◆ Action item
Each line below that contains the word "projects" is to be counted; give only the final number.

[Saved entries]
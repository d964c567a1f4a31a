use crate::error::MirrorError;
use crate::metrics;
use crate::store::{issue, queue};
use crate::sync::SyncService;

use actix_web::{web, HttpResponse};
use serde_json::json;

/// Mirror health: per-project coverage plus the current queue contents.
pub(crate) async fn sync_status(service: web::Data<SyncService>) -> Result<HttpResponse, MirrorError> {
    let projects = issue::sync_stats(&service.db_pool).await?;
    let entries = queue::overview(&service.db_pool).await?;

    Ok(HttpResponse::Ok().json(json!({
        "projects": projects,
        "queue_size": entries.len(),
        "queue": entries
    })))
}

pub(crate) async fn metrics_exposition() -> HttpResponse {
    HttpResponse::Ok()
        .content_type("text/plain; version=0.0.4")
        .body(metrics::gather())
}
...
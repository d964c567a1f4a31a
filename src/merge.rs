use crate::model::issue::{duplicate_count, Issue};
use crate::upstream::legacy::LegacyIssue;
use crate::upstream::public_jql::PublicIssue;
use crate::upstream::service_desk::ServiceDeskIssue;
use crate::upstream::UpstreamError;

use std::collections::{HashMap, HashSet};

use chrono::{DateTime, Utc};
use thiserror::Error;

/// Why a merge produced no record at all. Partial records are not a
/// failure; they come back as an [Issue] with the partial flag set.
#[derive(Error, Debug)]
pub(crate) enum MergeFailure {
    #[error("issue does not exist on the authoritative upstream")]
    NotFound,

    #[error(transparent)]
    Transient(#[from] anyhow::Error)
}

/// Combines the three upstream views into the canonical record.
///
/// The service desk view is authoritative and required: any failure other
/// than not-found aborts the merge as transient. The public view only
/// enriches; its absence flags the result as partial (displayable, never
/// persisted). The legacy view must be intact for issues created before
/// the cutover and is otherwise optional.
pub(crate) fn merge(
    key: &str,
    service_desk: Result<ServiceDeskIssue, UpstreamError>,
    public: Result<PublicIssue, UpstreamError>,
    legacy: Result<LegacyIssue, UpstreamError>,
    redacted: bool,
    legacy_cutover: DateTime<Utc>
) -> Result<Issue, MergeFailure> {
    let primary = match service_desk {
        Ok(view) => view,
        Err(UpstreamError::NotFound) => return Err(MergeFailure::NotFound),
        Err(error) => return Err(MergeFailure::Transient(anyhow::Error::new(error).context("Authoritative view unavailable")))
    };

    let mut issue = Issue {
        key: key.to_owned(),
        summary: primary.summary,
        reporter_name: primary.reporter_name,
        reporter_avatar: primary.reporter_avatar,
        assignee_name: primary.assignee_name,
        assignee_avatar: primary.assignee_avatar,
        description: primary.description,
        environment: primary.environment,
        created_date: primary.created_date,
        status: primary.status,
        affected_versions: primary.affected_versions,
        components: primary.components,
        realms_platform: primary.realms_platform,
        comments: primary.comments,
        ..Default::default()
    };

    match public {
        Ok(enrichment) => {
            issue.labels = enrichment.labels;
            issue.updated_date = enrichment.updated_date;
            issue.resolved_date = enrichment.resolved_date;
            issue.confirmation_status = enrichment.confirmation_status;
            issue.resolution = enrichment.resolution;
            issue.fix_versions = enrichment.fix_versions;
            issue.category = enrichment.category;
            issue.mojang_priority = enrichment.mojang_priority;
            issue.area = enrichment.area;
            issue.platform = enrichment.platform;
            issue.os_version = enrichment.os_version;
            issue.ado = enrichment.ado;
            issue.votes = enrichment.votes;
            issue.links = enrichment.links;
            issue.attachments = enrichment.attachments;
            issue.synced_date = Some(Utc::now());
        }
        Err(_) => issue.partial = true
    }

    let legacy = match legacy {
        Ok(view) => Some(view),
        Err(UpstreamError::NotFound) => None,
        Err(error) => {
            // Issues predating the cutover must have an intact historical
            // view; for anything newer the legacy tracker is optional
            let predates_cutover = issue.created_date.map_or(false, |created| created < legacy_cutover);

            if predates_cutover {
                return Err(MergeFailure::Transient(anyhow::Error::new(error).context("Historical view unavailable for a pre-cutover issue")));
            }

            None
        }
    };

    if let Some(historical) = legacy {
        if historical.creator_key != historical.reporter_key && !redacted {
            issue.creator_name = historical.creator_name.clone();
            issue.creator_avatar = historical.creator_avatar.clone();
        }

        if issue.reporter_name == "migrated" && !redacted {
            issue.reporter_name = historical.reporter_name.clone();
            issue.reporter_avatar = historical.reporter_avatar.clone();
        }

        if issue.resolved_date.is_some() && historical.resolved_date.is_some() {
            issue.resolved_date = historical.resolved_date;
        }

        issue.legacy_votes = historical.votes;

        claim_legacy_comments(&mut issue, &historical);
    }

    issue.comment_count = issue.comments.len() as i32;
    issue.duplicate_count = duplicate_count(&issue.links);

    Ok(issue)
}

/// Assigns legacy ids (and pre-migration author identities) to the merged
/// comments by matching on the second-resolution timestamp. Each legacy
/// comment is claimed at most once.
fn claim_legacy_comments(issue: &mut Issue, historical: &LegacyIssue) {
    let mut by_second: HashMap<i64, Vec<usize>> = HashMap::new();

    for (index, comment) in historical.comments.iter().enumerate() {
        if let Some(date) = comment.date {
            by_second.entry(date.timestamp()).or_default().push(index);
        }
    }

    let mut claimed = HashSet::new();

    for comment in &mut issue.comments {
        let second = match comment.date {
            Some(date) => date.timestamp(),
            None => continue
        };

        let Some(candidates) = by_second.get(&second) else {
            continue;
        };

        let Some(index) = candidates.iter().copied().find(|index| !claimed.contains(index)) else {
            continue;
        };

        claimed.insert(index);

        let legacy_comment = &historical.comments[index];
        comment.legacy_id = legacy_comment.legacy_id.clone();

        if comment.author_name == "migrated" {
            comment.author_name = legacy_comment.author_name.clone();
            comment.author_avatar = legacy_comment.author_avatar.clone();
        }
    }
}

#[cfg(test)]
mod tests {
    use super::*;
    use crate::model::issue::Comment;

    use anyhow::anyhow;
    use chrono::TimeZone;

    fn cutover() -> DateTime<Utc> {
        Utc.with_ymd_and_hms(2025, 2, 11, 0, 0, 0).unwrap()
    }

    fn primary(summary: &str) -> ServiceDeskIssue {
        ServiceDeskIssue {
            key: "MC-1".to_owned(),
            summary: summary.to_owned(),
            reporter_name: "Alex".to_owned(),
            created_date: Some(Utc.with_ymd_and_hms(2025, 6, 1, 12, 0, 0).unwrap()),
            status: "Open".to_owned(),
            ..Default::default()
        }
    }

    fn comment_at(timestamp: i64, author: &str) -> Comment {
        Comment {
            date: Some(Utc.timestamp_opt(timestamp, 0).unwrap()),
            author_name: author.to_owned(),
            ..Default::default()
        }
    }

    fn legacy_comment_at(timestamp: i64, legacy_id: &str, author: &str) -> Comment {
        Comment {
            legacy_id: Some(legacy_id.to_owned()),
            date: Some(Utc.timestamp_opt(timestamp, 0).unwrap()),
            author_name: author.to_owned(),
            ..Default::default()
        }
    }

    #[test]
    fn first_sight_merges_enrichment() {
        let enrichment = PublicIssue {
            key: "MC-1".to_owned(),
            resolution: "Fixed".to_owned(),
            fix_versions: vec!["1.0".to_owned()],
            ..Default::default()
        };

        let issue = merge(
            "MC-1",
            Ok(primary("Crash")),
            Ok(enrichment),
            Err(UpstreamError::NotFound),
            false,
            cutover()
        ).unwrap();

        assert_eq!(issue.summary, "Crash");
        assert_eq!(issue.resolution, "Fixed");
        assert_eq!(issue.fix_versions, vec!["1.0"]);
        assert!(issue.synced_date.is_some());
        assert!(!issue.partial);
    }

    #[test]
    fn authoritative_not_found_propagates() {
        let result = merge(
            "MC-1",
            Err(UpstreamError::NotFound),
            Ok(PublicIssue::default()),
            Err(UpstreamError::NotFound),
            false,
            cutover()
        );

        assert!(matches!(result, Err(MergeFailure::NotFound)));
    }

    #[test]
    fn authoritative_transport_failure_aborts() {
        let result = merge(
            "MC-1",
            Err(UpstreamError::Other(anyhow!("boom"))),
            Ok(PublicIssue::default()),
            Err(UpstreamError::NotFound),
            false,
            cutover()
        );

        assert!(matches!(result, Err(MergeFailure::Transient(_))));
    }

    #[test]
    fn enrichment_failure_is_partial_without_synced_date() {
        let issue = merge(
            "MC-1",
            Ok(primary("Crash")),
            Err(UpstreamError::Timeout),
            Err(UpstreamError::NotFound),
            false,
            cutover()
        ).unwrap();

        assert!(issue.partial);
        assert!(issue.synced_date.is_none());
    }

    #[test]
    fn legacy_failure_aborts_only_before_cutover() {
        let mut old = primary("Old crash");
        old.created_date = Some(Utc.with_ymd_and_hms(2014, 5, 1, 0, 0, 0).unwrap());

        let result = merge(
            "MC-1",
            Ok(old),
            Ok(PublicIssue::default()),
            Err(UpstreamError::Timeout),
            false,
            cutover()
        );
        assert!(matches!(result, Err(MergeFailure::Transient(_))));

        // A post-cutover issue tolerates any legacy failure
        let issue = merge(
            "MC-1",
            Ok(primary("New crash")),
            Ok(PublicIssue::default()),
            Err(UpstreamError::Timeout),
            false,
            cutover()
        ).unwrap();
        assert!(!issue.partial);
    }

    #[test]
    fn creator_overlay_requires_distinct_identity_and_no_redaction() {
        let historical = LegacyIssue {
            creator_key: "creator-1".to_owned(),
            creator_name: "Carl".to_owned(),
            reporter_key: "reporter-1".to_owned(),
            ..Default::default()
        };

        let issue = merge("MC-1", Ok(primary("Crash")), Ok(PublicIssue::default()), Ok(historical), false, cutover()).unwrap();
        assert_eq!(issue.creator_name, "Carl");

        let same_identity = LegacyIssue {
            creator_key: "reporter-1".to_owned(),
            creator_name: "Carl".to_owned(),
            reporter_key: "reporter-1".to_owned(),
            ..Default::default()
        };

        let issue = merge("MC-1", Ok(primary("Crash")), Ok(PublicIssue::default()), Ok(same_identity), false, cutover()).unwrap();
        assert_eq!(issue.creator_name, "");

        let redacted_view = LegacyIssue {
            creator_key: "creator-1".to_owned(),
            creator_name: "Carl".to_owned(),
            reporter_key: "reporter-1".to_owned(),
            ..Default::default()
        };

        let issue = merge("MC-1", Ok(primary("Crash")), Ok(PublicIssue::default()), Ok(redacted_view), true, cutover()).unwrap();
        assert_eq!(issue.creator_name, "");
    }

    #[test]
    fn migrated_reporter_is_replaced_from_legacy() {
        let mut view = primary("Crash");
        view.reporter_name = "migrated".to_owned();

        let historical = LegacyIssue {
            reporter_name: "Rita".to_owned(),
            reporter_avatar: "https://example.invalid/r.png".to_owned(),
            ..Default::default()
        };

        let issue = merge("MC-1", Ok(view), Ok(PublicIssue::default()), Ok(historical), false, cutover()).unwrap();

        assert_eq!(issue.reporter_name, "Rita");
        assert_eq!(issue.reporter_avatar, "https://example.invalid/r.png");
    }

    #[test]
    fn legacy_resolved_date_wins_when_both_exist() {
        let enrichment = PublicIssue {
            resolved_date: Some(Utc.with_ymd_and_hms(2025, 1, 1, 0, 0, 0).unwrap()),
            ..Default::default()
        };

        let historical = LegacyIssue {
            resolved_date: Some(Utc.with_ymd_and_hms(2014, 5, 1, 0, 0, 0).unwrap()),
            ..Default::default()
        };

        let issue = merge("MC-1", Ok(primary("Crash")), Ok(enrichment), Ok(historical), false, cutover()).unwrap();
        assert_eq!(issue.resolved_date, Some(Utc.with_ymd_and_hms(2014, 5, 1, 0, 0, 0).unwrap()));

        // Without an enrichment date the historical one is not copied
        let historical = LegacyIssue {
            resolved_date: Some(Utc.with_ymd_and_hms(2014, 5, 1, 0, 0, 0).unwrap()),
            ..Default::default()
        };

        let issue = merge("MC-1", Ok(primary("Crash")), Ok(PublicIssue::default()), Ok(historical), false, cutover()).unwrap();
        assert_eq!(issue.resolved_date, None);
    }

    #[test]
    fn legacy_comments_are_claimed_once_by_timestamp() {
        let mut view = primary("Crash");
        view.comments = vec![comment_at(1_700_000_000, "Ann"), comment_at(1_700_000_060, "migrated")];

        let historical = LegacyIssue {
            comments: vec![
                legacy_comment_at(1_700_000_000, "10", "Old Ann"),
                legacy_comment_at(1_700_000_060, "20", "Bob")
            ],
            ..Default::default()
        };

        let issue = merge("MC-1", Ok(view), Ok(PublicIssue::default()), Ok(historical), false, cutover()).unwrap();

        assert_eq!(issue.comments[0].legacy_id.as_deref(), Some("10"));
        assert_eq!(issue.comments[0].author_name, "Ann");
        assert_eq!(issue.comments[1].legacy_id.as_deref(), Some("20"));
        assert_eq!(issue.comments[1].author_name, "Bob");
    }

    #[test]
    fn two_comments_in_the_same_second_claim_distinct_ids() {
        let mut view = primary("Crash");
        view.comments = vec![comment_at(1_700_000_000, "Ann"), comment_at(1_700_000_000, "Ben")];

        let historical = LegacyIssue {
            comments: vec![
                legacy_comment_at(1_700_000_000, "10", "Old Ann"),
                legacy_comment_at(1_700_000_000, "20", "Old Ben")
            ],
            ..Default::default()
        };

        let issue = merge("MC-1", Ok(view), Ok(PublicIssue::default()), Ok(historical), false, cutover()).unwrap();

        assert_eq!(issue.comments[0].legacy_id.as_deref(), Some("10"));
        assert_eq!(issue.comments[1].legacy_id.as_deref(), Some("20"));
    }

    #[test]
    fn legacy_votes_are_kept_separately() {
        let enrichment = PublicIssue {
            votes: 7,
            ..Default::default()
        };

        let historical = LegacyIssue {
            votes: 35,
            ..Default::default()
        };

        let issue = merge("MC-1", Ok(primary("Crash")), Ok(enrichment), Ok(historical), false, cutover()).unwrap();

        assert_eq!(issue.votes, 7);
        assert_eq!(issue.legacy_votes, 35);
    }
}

◆ The completed task
2